Abstract

Abstract:

This article discusses the tension between local (Chiapanecan) and federal approaches to medicine in Rosario Castellanos's short stories "La rueda del hambriento" and "El don rechazado." Federal and local authorities generally agreed that Amerindians occupied a lower position in the social hierarchy than did their mixed-race and European counterparts. That said, federal workers buoyed paradigms of official mestizaje, which held that the state could assimilate Amerindians to the mestizo state by initiating them into twentieth-century society through hygiene and education. This approach aligned their biopolitics with Roberto Esposito's "immunization paradigm": the state attempted to redeem indigenous individuals from their supposedly undesirable communities by modernizing their bodies and initiating them into the mestizo order through modern medicine. Local elites upheld notions of ladinaje that interpellated indigenous individuals into de facto serfdom.
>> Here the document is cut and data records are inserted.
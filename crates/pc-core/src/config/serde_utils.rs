//! Shared serialization/deserialization utilities for configuration

/// Helper module for Duration serialization as seconds
///
/// Serializes `std::time::Duration` as a u64 number of seconds, which reads
/// better in TOML than a nested struct.
pub mod duration_secs {
    use serde::{self, Deserialize, Deserializer, Serializer};
    use std::time::Duration;

    /// Serialize a Duration as seconds (u64)
    pub fn serialize<S>(duration: &Duration, serializer: S) -> Result<S::Ok, S::Error>
    where
        S: Serializer,
    {
        serializer.serialize_u64(duration.as_secs())
    }

    /// Deserialize a Duration from seconds (u64)
    pub fn deserialize<'de, D>(deserializer: D) -> Result<Duration, D::Error>
    where
        D: Deserializer<'de>,
    {
        let secs = u64::deserialize(deserializer)?;
        Ok(Duration::from_secs(secs))
    }
}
The elites of Castellanos's fiction thus jealously keep medicine to themselves in order to institutionalize what Giorgio Agamben calls indigenous "bare life" and "zoê." Because Chiapanecan landowners depended on strict racial divisions to perpetuate an economic system that benefitted them, they opposed federal attempts to engage and modernize local Mayan communities. As such, both stories show local elites who coopt federal indigenista programs to further institutionalize their own hegemony.